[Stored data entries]

--------------------------------

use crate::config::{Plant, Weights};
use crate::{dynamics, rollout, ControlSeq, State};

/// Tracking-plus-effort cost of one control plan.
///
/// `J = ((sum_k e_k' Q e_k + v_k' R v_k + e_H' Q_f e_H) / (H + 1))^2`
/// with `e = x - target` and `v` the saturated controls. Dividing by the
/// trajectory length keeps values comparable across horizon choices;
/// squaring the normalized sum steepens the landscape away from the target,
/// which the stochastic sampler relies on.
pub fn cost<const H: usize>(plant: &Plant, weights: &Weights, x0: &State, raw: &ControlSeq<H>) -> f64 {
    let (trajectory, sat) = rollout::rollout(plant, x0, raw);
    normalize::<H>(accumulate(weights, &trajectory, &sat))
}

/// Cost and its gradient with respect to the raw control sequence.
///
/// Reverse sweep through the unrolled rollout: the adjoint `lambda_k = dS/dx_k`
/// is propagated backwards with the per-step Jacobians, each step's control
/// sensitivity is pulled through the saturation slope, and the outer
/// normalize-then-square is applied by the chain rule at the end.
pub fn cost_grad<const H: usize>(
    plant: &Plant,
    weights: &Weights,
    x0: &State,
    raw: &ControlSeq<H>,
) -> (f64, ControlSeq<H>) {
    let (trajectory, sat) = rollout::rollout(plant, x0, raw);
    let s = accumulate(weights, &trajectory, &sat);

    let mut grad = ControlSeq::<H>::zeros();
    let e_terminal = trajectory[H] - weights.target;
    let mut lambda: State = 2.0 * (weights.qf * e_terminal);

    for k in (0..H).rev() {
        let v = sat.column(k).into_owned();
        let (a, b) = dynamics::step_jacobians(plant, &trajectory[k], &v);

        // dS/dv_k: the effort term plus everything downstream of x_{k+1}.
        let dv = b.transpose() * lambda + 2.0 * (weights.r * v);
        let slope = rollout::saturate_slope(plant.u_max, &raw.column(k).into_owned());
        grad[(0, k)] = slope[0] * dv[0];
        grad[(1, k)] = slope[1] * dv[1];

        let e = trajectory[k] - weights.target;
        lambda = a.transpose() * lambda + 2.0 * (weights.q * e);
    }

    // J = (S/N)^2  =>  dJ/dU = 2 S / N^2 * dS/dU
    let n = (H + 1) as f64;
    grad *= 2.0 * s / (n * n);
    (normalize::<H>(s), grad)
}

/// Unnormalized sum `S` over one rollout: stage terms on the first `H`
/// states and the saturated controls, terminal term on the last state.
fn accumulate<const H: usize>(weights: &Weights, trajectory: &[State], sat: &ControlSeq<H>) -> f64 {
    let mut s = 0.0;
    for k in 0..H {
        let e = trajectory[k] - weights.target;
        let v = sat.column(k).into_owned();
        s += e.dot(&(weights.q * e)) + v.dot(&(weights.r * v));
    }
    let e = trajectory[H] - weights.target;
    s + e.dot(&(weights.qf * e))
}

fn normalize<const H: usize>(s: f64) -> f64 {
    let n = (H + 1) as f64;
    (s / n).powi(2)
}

--------------------------------

_How to complete this task:_ Go through the data above and find the lines with the word "dynamics". Copy each of those lines.

_Task result:_
use crate::{dynamics, rollout, ControlSeq, State};
        let (a, b) = dynamics::step_jacobians(plant, &trajectory[k], &v);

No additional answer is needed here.